Segment Start: DATA EXCERPTS
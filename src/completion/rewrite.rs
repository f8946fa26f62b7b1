//! Description rewriting to professional third-person voice.
//!
//! The completion service does the real rewrite; when it is
//! unconfigured, fails, or echoes its input back unchanged, a
//! deterministic phrase-substitution table converts the most common
//! first-person constructions instead. Either path runs through the
//! same output cleanup.

use std::sync::LazyLock;

use regex::Regex;

use crate::completion::CompletionProvider;

/// First-person phrase substitutions, applied in order. Longer phrases
/// come first so "I am responsible for" is not eaten by "I am".
static SUBSTITUTIONS: LazyLock<Vec<(Regex, &'static str)>> = LazyLock::new(|| {
    [
        (r"(?i)\bI am responsible for\b", "Responsible for"),
        (r"(?i)\bMy role is\b", "The role is"),
        (r"(?i)\bI analyze\b", "Analyzes"),
        (r"(?i)\bI manage\b", "Manages"),
        (r"(?i)\bI work\b", "Works"),
        (r"(?i)\bI develop\b", "Develops"),
        (r"(?i)\bI design\b", "Designs"),
        (r"(?i)\bI lead\b", "Leads"),
        (r"(?i)\bI create\b", "Creates"),
        (r"(?i)\bI build\b", "Builds"),
        (r"(?i)\bI oversee\b", "Oversees"),
        (r"(?i)\bI coordinate\b", "Coordinates"),
        (r"(?i)\bI support\b", "Supports"),
        (r"(?i)\bI handle\b", "Handles"),
        (r"(?i)\bI provide\b", "Provides"),
        (r"(?i)\bI ensure\b", "Ensures"),
        (r"(?i)\bI write\b", "Writes"),
        (r"(?i)\bI maintain\b", "Maintains"),
        (r"(?i)\bI am\b", "Is"),
        (r"(?i)\bmy\b", "their"),
    ]
    .into_iter()
    .map(|(pattern, replacement)| {
        (Regex::new(pattern).expect("substitution pattern is valid"), replacement)
    })
    .collect()
});

static LABEL_LINE: LazyLock<Regex> =
    LazyLock::new(|| Regex::new(r"(?i)^\s*(?:job title|title|description)\s*:\s*").unwrap());

static MARKDOWN_EMPHASIS: LazyLock<Regex> =
    LazyLock::new(|| Regex::new(r"\*{1,2}([^*]*)\*{1,2}").unwrap());

static HEADER_PREFIX: LazyLock<Regex> = LazyLock::new(|| Regex::new(r"^\s*#+\s*").unwrap());

/// Build the rewrite prompt, with the title as context for the model.
pub fn rewrite_prompt(title: &str, description: &str) -> String {
    format!(
        "Rewrite the following job description in a professional third-person voice. \
         Keep the meaning intact and return only the rewritten description.\n\n\
         Job Title: {title}\nDescription: {description}"
    )
}

/// Deterministic phrase-substitution rewrite, used when the completion
/// provider is unavailable or silently failed.
pub fn fallback_rewrite(text: &str) -> String {
    let mut result = text.to_string();
    for (pattern, replacement) in SUBSTITUTIONS.iter() {
        result = pattern.replace_all(&result, *replacement).into_owned();
    }
    result
}

/// Clean generated output: strip surrounding quotes, markdown
/// emphasis/headers, echoed label lines, and collapse blank runs.
pub fn cleanup(text: &str) -> String {
    let mut trimmed = text.trim();

    for (open, close) in [('"', '"'), ('\'', '\''), ('\u{201c}', '\u{201d}')] {
        if trimmed.len() >= 2 && trimmed.starts_with(open) && trimmed.ends_with(close) {
            trimmed = trimmed[open.len_utf8()..trimmed.len() - close.len_utf8()].trim();
        }
    }

    let mut lines: Vec<String> = Vec::new();
    let mut last_blank = false;
    for line in trimmed.lines() {
        let line = HEADER_PREFIX.replace(line, "");
        let line = LABEL_LINE.replace(&line, "");
        let line = MARKDOWN_EMPHASIS.replace_all(&line, "$1");
        let line = line.trim_end();

        let blank = line.trim().is_empty();
        if blank && (last_blank || lines.is_empty()) {
            continue;
        }
        last_blank = blank;
        lines.push(line.to_string());
    }
    while lines.last().is_some_and(|l| l.trim().is_empty()) {
        lines.pop();
    }

    lines.join("\n")
}

/// Rewrite a description to third person, preferring the completion
/// provider and falling back to the substitution table.
///
/// Returns the rewritten text and whether rewriting actually changed
/// anything. A provider response byte-identical to the input counts as
/// a silent failure and routes through the fallback.
pub fn rewrite_description(
    provider: Option<&dyn CompletionProvider>,
    title: &str,
    description: &str,
) -> (String, bool) {
    let original = description.trim();

    if let Some(provider) = provider {
        match provider.complete(&rewrite_prompt(title, original)) {
            Ok(raw) => {
                let cleaned = cleanup(&raw);
                if !cleaned.is_empty() && cleaned != original {
                    return (cleaned, true);
                }
                tracing::warn!("completion provider echoed the description, using fallback rewrite");
            }
            Err(err) => {
                tracing::warn!(error = %err, "completion provider failed, using fallback rewrite");
            }
        }
    }

    let rewritten = cleanup(&fallback_rewrite(original));
    let changed = rewritten != original;
    (rewritten, changed)
}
Segment End: DATA EXCERPTS
ACTION ITEM
Please, from the entries above, set down exactly the lines from the one containing "Keep the meaning" through the one containing "if let Some(provider)", and only those.

WRITTEN ANSWER
         Keep the meaning intact and return only the rewritten description.\n\n\
         Job Title: {title}\nDescription: {description}"
    )
}

/// Deterministic phrase-substitution rewrite, used when the completion
/// provider is unavailable or silently failed.
pub fn fallback_rewrite(text: &str) -> String {
    let mut result = text.to_string();
    for (pattern, replacement) in SUBSTITUTIONS.iter() {
        result = pattern.replace_all(&result, *replacement).into_owned();
    }
    result
}

/// Clean generated output: strip surrounding quotes, markdown
/// emphasis/headers, echoed label lines, and collapse blank runs.
pub fn cleanup(text: &str) -> String {
    let mut trimmed = text.trim();

    for (open, close) in [('"', '"'), ('\'', '\''), ('\u{201c}', '\u{201d}')] {
        if trimmed.len() >= 2 && trimmed.starts_with(open) && trimmed.ends_with(close) {
            trimmed = trimmed[open.len_utf8()..trimmed.len() - close.len_utf8()].trim();
        }
    }

    let mut lines: Vec<String> = Vec::new();
    let mut last_blank = false;
    for line in trimmed.lines() {
        let line = HEADER_PREFIX.replace(line, "");
        let line = LABEL_LINE.replace(&line, "");
        let line = MARKDOWN_EMPHASIS.replace_all(&line, "$1");
        let line = line.trim_end();

        let blank = line.trim().is_empty();
        if blank && (last_blank || lines.is_empty()) {
            continue;
        }
        last_blank = blank;
        lines.push(line.to_string());
    }
    while lines.last().is_some_and(|l| l.trim().is_empty()) {
        lines.pop();
    }

    lines.join("\n")
}

/// Rewrite a description to third person, preferring the completion
/// provider and falling back to the substitution table.
///
/// Returns the rewritten text and whether rewriting actually changed
/// anything. A provider response byte-identical to the input counts as
/// a silent failure and routes through the fallback.
pub fn rewrite_description(
    provider: Option<&dyn CompletionProvider>,
    title: &str,
    description: &str,
) -> (String, bool) {
    let original = description.trim();

    if let Some(provider) = provider {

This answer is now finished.